(Dataset content)

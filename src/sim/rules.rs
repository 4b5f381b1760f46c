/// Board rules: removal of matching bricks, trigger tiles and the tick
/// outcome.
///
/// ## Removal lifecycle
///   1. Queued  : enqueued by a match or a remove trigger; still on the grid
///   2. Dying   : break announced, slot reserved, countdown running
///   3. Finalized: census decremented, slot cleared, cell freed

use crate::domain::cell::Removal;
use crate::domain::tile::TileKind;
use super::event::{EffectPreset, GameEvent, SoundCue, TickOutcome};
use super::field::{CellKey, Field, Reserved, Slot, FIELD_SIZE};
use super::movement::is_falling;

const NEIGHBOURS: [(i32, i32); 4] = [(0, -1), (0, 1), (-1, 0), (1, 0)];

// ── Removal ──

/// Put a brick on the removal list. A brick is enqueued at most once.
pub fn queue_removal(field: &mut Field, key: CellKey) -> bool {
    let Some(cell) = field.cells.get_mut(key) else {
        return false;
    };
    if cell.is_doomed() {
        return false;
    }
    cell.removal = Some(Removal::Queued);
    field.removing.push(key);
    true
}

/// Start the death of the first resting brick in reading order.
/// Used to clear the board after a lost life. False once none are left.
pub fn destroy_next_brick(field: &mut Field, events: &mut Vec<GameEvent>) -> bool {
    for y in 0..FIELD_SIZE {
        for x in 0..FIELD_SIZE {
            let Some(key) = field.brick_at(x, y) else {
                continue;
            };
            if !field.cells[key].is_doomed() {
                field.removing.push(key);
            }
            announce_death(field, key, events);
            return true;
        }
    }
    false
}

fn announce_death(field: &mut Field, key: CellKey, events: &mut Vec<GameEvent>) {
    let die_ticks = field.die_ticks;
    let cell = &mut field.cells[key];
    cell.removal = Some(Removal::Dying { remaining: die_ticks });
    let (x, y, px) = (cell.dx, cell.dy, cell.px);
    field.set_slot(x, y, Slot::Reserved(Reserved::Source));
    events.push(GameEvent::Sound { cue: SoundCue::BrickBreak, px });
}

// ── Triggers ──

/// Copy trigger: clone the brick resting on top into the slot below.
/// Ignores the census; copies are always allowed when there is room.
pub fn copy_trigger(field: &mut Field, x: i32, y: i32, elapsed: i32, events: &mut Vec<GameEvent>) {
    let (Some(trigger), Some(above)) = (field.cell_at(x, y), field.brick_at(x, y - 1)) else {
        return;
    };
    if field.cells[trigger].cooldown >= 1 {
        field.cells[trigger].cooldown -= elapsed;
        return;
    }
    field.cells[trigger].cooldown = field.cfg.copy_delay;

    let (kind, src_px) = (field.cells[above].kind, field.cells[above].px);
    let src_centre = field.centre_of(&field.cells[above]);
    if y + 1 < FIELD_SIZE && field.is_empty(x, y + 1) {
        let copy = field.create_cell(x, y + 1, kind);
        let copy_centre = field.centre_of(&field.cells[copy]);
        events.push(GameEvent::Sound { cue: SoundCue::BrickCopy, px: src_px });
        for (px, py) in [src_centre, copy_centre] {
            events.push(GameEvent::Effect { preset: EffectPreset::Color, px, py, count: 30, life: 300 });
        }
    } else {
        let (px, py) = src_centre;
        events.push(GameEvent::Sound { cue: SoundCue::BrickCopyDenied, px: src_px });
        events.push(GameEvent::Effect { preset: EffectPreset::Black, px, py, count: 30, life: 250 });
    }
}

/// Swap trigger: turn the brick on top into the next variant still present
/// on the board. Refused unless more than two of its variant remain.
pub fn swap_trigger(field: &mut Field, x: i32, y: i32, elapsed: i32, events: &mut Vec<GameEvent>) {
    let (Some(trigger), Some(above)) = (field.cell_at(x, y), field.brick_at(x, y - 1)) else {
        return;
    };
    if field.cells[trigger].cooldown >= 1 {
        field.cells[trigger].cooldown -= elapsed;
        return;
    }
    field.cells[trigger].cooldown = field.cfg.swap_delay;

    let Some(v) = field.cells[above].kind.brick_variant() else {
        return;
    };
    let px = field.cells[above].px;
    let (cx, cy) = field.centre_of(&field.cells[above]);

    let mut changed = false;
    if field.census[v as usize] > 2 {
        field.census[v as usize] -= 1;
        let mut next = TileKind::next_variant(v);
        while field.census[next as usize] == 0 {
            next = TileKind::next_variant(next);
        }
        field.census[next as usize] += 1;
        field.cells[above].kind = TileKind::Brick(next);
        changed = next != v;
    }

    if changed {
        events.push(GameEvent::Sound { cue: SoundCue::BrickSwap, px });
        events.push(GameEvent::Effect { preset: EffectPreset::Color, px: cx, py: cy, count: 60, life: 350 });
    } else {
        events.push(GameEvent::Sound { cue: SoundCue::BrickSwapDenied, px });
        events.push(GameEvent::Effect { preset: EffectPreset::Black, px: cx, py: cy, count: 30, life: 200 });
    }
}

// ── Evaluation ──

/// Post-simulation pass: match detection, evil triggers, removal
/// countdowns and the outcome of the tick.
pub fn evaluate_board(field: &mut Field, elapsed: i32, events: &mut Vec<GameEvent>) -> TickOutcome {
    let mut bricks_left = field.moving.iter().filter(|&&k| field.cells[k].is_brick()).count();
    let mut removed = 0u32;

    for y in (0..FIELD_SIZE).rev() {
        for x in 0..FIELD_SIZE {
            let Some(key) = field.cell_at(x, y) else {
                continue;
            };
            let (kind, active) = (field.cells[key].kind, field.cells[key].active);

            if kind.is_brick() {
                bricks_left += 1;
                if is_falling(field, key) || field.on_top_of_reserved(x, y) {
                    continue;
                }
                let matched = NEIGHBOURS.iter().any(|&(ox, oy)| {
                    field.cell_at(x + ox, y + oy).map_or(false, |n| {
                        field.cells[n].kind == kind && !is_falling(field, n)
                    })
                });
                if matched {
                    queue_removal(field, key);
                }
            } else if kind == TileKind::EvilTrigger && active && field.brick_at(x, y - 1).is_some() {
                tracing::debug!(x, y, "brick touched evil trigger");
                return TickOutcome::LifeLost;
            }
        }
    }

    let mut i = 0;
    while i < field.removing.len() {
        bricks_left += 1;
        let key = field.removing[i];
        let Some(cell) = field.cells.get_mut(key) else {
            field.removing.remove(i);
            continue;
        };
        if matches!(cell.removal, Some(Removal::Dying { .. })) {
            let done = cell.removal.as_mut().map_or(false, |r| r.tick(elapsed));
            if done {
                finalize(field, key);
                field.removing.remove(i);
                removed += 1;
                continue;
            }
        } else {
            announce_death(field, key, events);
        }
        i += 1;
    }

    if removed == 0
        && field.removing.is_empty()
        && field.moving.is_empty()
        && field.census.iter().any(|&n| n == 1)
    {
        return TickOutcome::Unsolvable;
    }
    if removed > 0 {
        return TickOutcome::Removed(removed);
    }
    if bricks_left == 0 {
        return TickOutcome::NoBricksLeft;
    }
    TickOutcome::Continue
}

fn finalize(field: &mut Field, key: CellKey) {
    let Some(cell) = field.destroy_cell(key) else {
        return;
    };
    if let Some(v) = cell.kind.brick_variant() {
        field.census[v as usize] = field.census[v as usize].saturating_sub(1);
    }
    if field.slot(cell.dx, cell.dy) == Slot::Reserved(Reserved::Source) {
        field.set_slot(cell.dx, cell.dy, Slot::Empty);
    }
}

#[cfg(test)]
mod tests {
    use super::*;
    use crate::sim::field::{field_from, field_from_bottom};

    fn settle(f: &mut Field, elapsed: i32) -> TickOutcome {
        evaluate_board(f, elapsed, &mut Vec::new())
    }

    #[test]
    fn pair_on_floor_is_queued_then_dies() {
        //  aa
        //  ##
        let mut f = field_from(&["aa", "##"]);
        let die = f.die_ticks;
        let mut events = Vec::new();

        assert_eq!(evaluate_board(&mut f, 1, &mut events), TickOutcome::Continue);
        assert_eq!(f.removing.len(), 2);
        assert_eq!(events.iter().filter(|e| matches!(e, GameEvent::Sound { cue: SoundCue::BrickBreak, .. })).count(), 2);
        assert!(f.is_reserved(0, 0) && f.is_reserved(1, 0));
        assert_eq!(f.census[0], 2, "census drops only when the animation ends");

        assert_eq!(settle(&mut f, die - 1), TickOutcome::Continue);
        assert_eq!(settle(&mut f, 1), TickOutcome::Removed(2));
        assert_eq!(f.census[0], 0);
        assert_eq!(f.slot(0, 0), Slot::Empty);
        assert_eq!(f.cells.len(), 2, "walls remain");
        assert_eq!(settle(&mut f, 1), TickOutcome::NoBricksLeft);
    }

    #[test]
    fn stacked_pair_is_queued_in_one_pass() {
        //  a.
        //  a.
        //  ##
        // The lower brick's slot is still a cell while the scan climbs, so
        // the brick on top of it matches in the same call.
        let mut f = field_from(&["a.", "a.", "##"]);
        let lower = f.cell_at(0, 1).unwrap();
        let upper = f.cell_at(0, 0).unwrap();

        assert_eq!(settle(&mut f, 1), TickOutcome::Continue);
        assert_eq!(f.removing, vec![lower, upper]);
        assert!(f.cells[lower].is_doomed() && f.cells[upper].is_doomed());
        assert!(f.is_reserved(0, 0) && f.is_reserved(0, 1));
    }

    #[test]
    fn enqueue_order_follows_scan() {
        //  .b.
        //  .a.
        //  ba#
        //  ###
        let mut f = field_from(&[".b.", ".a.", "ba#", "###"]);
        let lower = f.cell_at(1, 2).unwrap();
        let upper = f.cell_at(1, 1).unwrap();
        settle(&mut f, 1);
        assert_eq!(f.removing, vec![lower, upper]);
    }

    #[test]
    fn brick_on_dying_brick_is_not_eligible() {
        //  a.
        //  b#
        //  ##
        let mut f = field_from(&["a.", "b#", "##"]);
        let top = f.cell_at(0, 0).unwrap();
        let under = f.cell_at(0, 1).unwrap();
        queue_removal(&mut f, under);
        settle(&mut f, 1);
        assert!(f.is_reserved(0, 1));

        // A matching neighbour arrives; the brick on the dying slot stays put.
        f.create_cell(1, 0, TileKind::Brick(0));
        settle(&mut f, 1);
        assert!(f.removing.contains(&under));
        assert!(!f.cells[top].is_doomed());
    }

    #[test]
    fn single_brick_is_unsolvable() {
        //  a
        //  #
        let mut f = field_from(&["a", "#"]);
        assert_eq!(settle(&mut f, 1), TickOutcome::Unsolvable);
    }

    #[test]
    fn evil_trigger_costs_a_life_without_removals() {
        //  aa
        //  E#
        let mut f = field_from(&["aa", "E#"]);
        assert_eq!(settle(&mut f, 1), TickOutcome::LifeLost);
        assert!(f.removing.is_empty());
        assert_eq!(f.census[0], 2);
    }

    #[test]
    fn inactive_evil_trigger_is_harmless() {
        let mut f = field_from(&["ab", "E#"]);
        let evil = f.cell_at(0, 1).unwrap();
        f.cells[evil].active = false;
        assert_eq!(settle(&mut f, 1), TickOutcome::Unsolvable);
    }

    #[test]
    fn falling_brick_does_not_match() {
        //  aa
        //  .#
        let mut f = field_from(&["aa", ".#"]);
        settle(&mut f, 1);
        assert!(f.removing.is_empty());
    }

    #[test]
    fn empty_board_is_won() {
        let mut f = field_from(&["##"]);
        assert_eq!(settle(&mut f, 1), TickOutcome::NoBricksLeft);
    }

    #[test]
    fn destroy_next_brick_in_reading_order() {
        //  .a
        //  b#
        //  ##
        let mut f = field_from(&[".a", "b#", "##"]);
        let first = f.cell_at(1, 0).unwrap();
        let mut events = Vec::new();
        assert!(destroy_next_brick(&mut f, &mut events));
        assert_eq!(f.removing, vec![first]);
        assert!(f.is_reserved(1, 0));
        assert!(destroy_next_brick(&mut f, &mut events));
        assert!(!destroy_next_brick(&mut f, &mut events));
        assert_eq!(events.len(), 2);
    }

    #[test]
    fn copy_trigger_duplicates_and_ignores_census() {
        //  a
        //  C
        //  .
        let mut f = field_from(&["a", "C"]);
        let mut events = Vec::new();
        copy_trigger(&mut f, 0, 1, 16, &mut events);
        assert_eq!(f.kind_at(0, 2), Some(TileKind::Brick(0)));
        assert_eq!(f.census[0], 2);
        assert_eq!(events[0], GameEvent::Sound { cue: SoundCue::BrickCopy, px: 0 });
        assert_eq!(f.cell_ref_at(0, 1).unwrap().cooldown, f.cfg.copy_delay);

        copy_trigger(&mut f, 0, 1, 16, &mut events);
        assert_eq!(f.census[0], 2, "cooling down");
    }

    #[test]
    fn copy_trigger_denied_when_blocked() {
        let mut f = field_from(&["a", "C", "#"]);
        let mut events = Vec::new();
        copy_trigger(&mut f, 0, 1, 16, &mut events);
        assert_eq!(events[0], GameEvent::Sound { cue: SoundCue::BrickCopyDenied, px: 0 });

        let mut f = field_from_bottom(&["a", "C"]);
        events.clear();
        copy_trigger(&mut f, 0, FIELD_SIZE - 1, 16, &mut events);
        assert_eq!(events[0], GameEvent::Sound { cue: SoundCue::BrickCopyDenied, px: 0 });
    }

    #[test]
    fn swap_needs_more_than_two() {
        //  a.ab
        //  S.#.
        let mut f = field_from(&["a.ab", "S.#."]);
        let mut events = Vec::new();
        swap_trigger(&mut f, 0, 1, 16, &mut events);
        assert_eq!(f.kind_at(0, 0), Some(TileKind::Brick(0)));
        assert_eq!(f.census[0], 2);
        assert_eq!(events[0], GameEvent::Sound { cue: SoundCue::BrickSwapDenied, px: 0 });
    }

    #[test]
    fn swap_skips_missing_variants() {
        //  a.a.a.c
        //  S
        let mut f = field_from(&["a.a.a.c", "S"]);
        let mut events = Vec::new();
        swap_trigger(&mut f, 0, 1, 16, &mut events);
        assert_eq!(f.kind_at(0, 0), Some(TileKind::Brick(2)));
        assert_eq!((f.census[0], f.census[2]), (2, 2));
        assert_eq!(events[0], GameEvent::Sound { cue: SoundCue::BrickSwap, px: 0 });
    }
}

(End Dataset content)

◆ **Work task**:
Print exactly the lines above from the one with "pub fn queue_removal(field: &mut" to the one with "pub fn copy_trigger(field: &mut", including both.

◆ **Response area**:
pub fn queue_removal(field: &mut Field, key: CellKey) -> bool {
    let Some(cell) = field.cells.get_mut(key) else {
        return false;
    };
    if cell.is_doomed() {
        return false;
    }
    cell.removal = Some(Removal::Queued);
    field.removing.push(key);
    true
}

/// Start the death of the first resting brick in reading order.
/// Used to clear the board after a lost life. False once none are left.
pub fn destroy_next_brick(field: &mut Field, events: &mut Vec<GameEvent>) -> bool {
    for y in 0..FIELD_SIZE {
        for x in 0..FIELD_SIZE {
            let Some(key) = field.brick_at(x, y) else {
                continue;
            };
            if !field.cells[key].is_doomed() {
                field.removing.push(key);
            }
            announce_death(field, key, events);
            return true;
        }
    }
    false
}

fn announce_death(field: &mut Field, key: CellKey, events: &mut Vec<GameEvent>) {
    let die_ticks = field.die_ticks;
    let cell = &mut field.cells[key];
    cell.removal = Some(Removal::Dying { remaining: die_ticks });
    let (x, y, px) = (cell.dx, cell.dy, cell.px);
    field.set_slot(x, y, Slot::Reserved(Reserved::Source));
    events.push(GameEvent::Sound { cue: SoundCue::BrickBreak, px });
}

// ── Triggers ──

/// Copy trigger: clone the brick resting on top into the slot below.
/// Ignores the census; copies are always allowed when there is room.
pub fn copy_trigger(field: &mut Field, x: i32, y: i32, elapsed: i32, events: &mut Vec<GameEvent>) {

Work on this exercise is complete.